Technical Abstract: Aims: To identify microorganisms that confer prophylactic protection to crop flowers, we evaluated the antifungal capacity of blueberry nectar-dwelling microbes against various Colletotrichum species and their impacts on nectar sugars and honey bee consumption.Methods and Results: The growth inhibition of Colletotrichum (C. acutatum, C. fioriniae, C. gloeosporioides) was screened with two in vitro assays: an artificial nectar co-culture and a dual culture plate assay. Initially, all nectar microbes were screened for antagonism against a single C. acutatum isolate. We then selected four candidate nectar microbes with the best performance, Neokomagataea thailandica, N. tanensis, Metschnikowia rancensis, and Symmetrospora symmetrica, and evaluated their antagonism against three additional C. acutatum isolates, and a single isolate of both C. fioriniae and C. gloeosporioides. In artificial nectar assays, single and three-species cultures inhibited the growth of two of four C. acutatum isolates by ca. 60%, but growth of the other Colletotrichum species was not affected. In dual culture plate assays, inhibition was observed for all Colletotrichum species for at least three of four selected microbial antagonists (13'53%). Neither honey bee consumption of nectar nor nectar sugar concentrations were affected by any microbe or pathogen tested.
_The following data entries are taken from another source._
//! Publication and tracking models

use crate::domain::ids::{ItemId, Pmid};
use chrono::{DateTime, Utc};
use serde::{Deserialize, Serialize};

/// A publication row selected from the source repository.
///
/// One record corresponds to one qualifying PMID; a publication carrying
/// several PMIDs in its local ids appears once per PMID. Immutable once read.
#[derive(Debug, Clone, PartialEq, Eq, Serialize, Deserialize)]
pub struct PublicationRecord {
    /// The repository's own id for the publication
    pub item_id: ItemId,

    /// The PubMed identifier attached to the publication
    pub pmid: Pmid,

    /// Secondary id from the Elements reporting database, when the
    /// selection query joins through it
    #[serde(default, skip_serializing_if = "Option::is_none")]
    pub secondary_id: Option<String>,
}

impl PublicationRecord {
    /// Creates a record with no secondary id
    pub fn new(item_id: ItemId, pmid: Pmid) -> Self {
        Self {
            item_id,
            pmid,
            secondary_id: None,
        }
    }
}

/// A row in the tracking store's `linkout_items` table.
///
/// Entries are append-only. `submitted_at` and `output_filename` start NULL
/// and are set together once the file containing this entry has been
/// delivered. There is no state below file granularity: a crash between
/// delivery and the update re-delivers the file, which LinkOut treats as an
/// idempotent replace-by-id.
#[derive(Debug, Clone, PartialEq, Eq, Serialize, Deserialize)]
pub struct TrackingEntry {
    pub item_id: ItemId,
    pub pmid: Pmid,
    pub submitted_at: Option<DateTime<Utc>>,
    pub output_filename: Option<String>,
}

impl TrackingEntry {
    /// True while the entry is enqueued but not yet delivered
    pub fn is_pending(&self) -> bool {
        self.submitted_at.is_none()
    }
}

/// Aggregate counts over the tracking store, for the `status` command
#[derive(Debug, Clone, Default)]
pub struct TrackingStats {
    pub total: i64,
    pub pending: i64,
    pub submitted: i64,
    pub last_submitted_at: Option<DateTime<Utc>>,
    pub last_output_filename: Option<String>,
}

#[cfg(test)]
mod tests {
    use super::*;

    fn record(item: &str, pmid: &str) -> PublicationRecord {
        PublicationRecord::new(ItemId::new(item).unwrap(), Pmid::new(pmid).unwrap())
    }

    #[test]
    fn test_record_creation() {
        let r = record("qt001", "123");
        assert_eq!(r.item_id.as_str(), "qt001");
        assert_eq!(r.pmid.as_str(), "123");
        assert!(r.secondary_id.is_none());
    }

    #[test]
    fn test_tracking_entry_pending() {
        let entry = TrackingEntry {
            item_id: ItemId::new("qt001").unwrap(),
            pmid: Pmid::new("123").unwrap(),
            submitted_at: None,
            output_filename: None,
        };
        assert!(entry.is_pending());

        let delivered = TrackingEntry {
            submitted_at: Some(Utc::now()),
            output_filename: Some("2025-01-01_linkout_resource.xml".to_string()),
            ..entry
        };
        assert!(!delivered.is_pending());
    }
}
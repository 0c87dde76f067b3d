//! Enqueue command implementation
//!
//! Incremental selection: finds qualifying publications not yet in the
//! tracking store, inserts them as pending entries, and rolls straight
//! into a submission once the pending count reaches the configured
//! threshold.

use crate::config::load_config;
use crate::core::{Pipeline, RunOutcome};
use clap::Args;

/// Arguments for the enqueue command
#[derive(Args, Debug)]
pub struct EnqueueArgs {
    /// Track new entries but never proceed into the submit step
    #[arg(long)]
    pub no_submit: bool,

    /// Dry run mode - report what would be tracked without writing
    #[arg(long)]
    pub dry_run: bool,

    /// Override the submission threshold
    #[arg(long)]
    pub threshold: Option<u64>,
}

impl EnqueueArgs {
    /// Execute the enqueue command
    pub async fn execute(&self, config_path: &str) -> anyhow::Result<i32> {
        tracing::info!("Starting enqueue command");

        let mut config = match load_config(config_path) {
            Ok(c) => c,
            Err(e) => {
                tracing::error!(error = %e, "Configuration error");
                eprintln!("Configuration error: {e}");
                return Ok(2);
            }
        };

        if self.dry_run {
            tracing::info!("Enabling dry-run mode from CLI");
            config.application.dry_run = true;
        }
        if let Some(threshold) = self.threshold {
            tracing::info!(threshold, "Overriding submission threshold from CLI");
            config.submission.threshold = threshold;
        }

        if config.application.dry_run {
            println!("🔍 DRY RUN MODE - No tracking writes or uploads will happen");
            println!();
        }

        let dry_run = config.application.dry_run;
        let pipeline = match Pipeline::new(config).await {
            Ok(p) => p,
            Err(e) => {
                tracing::error!(error = %e, "Failed to initialize pipeline");
                eprintln!("Failed to initialize pipeline: {e}");
                return Ok(4);
            }
        };

        if let Err(e) = pipeline.check_connections().await {
            tracing::error!(error = %e, "Database connection check failed");
            eprintln!("Database connection check failed: {e}");
            return Ok(4);
        }

        let summary = match pipeline.run_enqueue(self.no_submit).await {
            Ok(s) => s,
            Err(e) => {
                tracing::error!(error = %e, "Enqueue run failed");
                eprintln!("Enqueue run failed: {e}");
                return Ok(5);
            }
        };

        if summary.outcome == RunOutcome::NothingToDo {
            println!("No new qualifying publications found.");
            return Ok(1);
        }

        println!();
        println!("📊 Enqueue Summary:");
        println!("  New entries tracked: {}", summary.new_entries);
        println!("  Pending entries: {}", summary.pending);
        if summary.uploaded {
            println!("  Files uploaded: {}", summary.files.len());
            for file in &summary.files {
                println!("    {file}");
            }
        } else if !summary.files.is_empty() {
            println!("  Files written (not uploaded): {}", summary.files.len());
        } else if dry_run {
            println!("  Submission: skipped (dry run)");
        } else {
            println!("  Submission: held (below threshold or --no-submit)");
        }
        println!();

        Ok(0)
    }
}
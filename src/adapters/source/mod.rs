//! Source repository adapter

pub mod client;

pub use client::SourceClient;
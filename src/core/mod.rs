//! Core pipeline logic
//!
//! Pure building blocks (pagination, selection, LinkSet rendering) plus
//! the coordinator that wires them to the adapters.

pub mod linkset;
pub mod page;
pub mod pipeline;
pub mod select;

pub use pipeline::{Pipeline, RunOutcome, RunSummary};
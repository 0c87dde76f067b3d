//! End-to-end tests for selection, pagination, and resource-file output
//!
//! Exercises the pure pipeline stages together: raw source rows through
//! PMID validation, the tracked-id diff, pagination, and LinkSet
//! rendering down to the bytes written on disk.

use linkout::config::LinkSetConfig;
use linkout::core::linkset::{page_filename, LinkSetBuilder, RunStamp};
use linkout::core::page::pages;
use linkout::core::select::{exclude_tracked, threshold_met};
use linkout::domain::ids::{ItemId, Pmid};
use linkout::domain::PublicationRecord;
use std::collections::HashSet;
use tempfile::TempDir;

fn linkset_config() -> LinkSetConfig {
    LinkSetConfig {
        provider_id: "7383".to_string(),
        icon_url: "https://escholarship.org/images/pubmed_linkback.png".to_string(),
        base_url: "https://escholarship.org/uc/item/".to_string(),
        url_name: "Full text from University of California eScholarship".to_string(),
        attribute: "full-text PDF".to_string(),
        target_database: "PubMed".to_string(),
    }
}

/// Mimics the selection stage: parse raw rows, dropping invalid PMIDs
fn select(rows: &[(&str, &str)]) -> Vec<PublicationRecord> {
    rows.iter()
        .filter_map(|(item, pmid)| {
            let item = ItemId::new(item.to_string()).ok()?;
            let pmid = Pmid::new(pmid.to_string()).ok()?;
            Some(PublicationRecord::new(item, pmid))
        })
        .collect()
}

#[test]
fn test_selection_to_rendered_file() {
    // "789X" fails the digits-only predicate and never reaches the builder
    let records = select(&[("qtaaa00001", "123"), ("qtbbb00002", "456"), ("qtccc00003", "789X")]);
    assert_eq!(records.len(), 2);

    let paged = pages(&records, 1000);
    assert_eq!(paged.len(), 1);

    let builder = LinkSetBuilder::new(linkset_config(), 0);
    let document = builder.render_page(paged[0]).unwrap();

    let temp_dir = TempDir::new().unwrap();
    let stamp = RunStamp::now();
    let filename = page_filename(&stamp.date(), "eschol_linkout", 0, paged.len());
    let path = temp_dir.path().join(&filename);
    std::fs::write(&path, &document).unwrap();

    let bytes = std::fs::read(&path).unwrap();
    let written = String::from_utf8(bytes).unwrap();

    assert_eq!(written.matches("<Link>").count(), 2);
    assert!(written.contains("<ObjId>123</ObjId>"));
    assert!(written.contains("<ObjId>456</ObjId>"));
    assert!(!written.contains("789X"));

    // Entity references are literal in the output bytes
    assert!(written.contains("<IconUrl>&icon.url;</IconUrl>"));
    assert!(written.contains("<Base>&base.url;</Base>"));
    assert!(!written.contains("&amp;icon.url;"));
    assert!(!written.contains("&amp;base.url;"));

    // Header declares both entities
    assert!(written.starts_with("<?xml version=\"1.0\" ?>\n"));
    assert!(written.contains("<!DOCTYPE LinkSet PUBLIC \"-//NLM//DTD LinkOut 1.0//EN\""));
    assert!(written.contains("<!ENTITY icon.url"));
    assert!(written.contains("<!ENTITY base.url"));
}

#[test]
fn test_incremental_diff_is_idempotent() {
    let source = select(&[("qt1", "100"), ("qt2", "200"), ("qt3", "300")]);

    // First run: nothing tracked yet, everything selected
    let tracked = HashSet::new();
    let first = exclude_tracked(source.clone(), &tracked);
    assert_eq!(first.len(), 3);

    // Tracked ids now include the first run's selection
    let tracked: HashSet<String> = first
        .iter()
        .map(|r| r.item_id.as_str().to_string())
        .collect();

    // Second run over unchanged source yields nothing
    let second = exclude_tracked(source, &tracked);
    assert!(second.is_empty());
}

#[test]
fn test_multi_page_run_filenames() {
    let rows: Vec<(String, String)> = (0..25)
        .map(|i| (format!("qt{i:08}"), format!("{}", 90000 + i)))
        .collect();
    let borrowed: Vec<(&str, &str)> = rows
        .iter()
        .map(|(a, b)| (a.as_str(), b.as_str()))
        .collect();
    let records = select(&borrowed);

    let paged = pages(&records, 10);
    assert_eq!(paged.len(), 3);

    let stamp = RunStamp::now();
    let date = stamp.date();
    let filenames: Vec<String> = (0..paged.len())
        .map(|i| page_filename(&date, "eschol_linkout", i, paged.len()))
        .collect();

    assert!(filenames[0].ends_with("_eschol_linkout_00000.xml"));
    assert!(filenames[2].ends_with("_eschol_linkout_00002.xml"));

    // Page contents concatenate back to the input
    let rejoined: Vec<&PublicationRecord> = paged.iter().flat_map(|p| p.iter()).collect();
    assert_eq!(rejoined.len(), records.len());

    // Run directory name is filesystem safe
    assert!(!stamp.run_dir_name().contains(':'));
}

#[test]
fn test_threshold_gates_submission() {
    // 950 already pending, 49 newly added: below a threshold of 1000
    assert!(!threshold_met(950 + 49, 1000));
    // One more and the batch goes out
    assert!(threshold_met(950 + 50, 1000));
}

#[test]
fn test_prefix_strip_in_rendered_output() {
    let records = select(&[("qt5xy00042", "555")]);
    let builder = LinkSetBuilder::new(linkset_config(), 2);
    let document = builder.render_page(&records).unwrap();

    assert!(document.contains("<LinkId>5xy00042</LinkId>"));
    assert!(document.contains("<Rule>5xy00042</Rule>"));
}
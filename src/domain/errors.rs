//! Domain error types
//!
//! All errors are domain-specific and don't expose third-party types.

use thiserror::Error;

/// Main linkout error type
///
/// This is the primary error type used throughout the application.
/// It wraps specific failure classes and provides context for error handling.
#[derive(Debug, Error)]
pub enum LinkoutError {
    /// Configuration-related errors
    #[error("Configuration error: {0}")]
    Configuration(String),

    /// Database-related errors (source repository or tracking store)
    #[error("Database error: {0}")]
    Database(String),

    /// Resource-file generation errors
    #[error("XML error: {0}")]
    Xml(String),

    /// FTP delivery errors
    #[error("FTP error: {0}")]
    Ftp(String),

    /// Notification email errors
    #[error("Notification error: {0}")]
    Notification(String),

    /// Serialization/deserialization errors
    #[error("Serialization error: {0}")]
    Serialization(String),

    /// I/O errors
    #[error("I/O error: {0}")]
    Io(String),
}

// Conversion from std::io::Error
impl From<std::io::Error> for LinkoutError {
    fn from(err: std::io::Error) -> Self {
        LinkoutError::Io(err.to_string())
    }
}

// Conversion from serde_json::Error
impl From<serde_json::Error> for LinkoutError {
    fn from(err: serde_json::Error) -> Self {
        LinkoutError::Serialization(err.to_string())
    }
}

// Conversion from toml parse errors
impl From<toml::de::Error> for LinkoutError {
    fn from(err: toml::de::Error) -> Self {
        LinkoutError::Configuration(format!("TOML parse error: {err}"))
    }
}

#[cfg(test)]
mod tests {
    use super::*;

    #[test]
    fn test_linkout_error_display() {
        let err = LinkoutError::Configuration("Invalid config".to_string());
        assert_eq!(err.to_string(), "Configuration error: Invalid config");
    }

    #[test]
    fn test_every_variant_displays_its_class() {
        let cases = [
            (
                LinkoutError::Configuration("x".to_string()),
                "Configuration error: x",
            ),
            (LinkoutError::Database("x".to_string()), "Database error: x"),
            (LinkoutError::Xml("x".to_string()), "XML error: x"),
            (LinkoutError::Ftp("x".to_string()), "FTP error: x"),
            (
                LinkoutError::Notification("x".to_string()),
                "Notification error: x",
            ),
            (
                LinkoutError::Serialization("x".to_string()),
                "Serialization error: x",
            ),
            (LinkoutError::Io("x".to_string()), "I/O error: x"),
        ];
        for (err, expected) in cases {
            assert_eq!(err.to_string(), expected);
        }
    }

    #[test]
    fn test_io_error_conversion() {
        let io_err = std::io::Error::new(std::io::ErrorKind::NotFound, "File not found");
        let err: LinkoutError = io_err.into();
        assert!(matches!(err, LinkoutError::Io(_)));
    }

    #[test]
    fn test_toml_error_conversion() {
        let toml_err = toml::from_str::<toml::Value>("invalid = toml = syntax").unwrap_err();
        let err: LinkoutError = toml_err.into();
        assert!(matches!(err, LinkoutError::Configuration(_)));
        assert!(err.to_string().contains("TOML parse error"));
    }

    #[test]
    fn test_linkout_error_implements_std_error() {
        let err = LinkoutError::Ftp("login failed".to_string());
        let _: &dyn std::error::Error = &err;
    }
}
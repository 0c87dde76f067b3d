//! Configuration management
//!
//! TOML-based configuration with environment variable substitution,
//! `LINKOUT_*` overrides, and validation. Connection strings and
//! passwords are held in [`SecretString`] so they never appear in debug
//! output or logs.

pub mod loader;
pub mod schema;
pub mod secret;

pub use loader::load_config;
pub use schema::{
    ApplicationConfig, EmailConfig, FtpConfig, LinkSetConfig, LinkoutConfig, LoggingConfig,
    SourceConfig, SubmissionConfig, TrackingConfig,
};
pub use secret::{secret_string, SecretString, SecretValue};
Conclusions: Selected nectar microbes inhibited the growth of all Colletotrichum species in vitro, although the degree of inhibition was specific to the assay and pathogen examined. In all microbial treatments, nectar sugars were preserved and honey bee preference was not affected.Impact Statement: Nectar microbes have potential to limit the growth of fungal pathogens that infect blueberry flowers with limited impacts on nectar sugars and honey bee preference.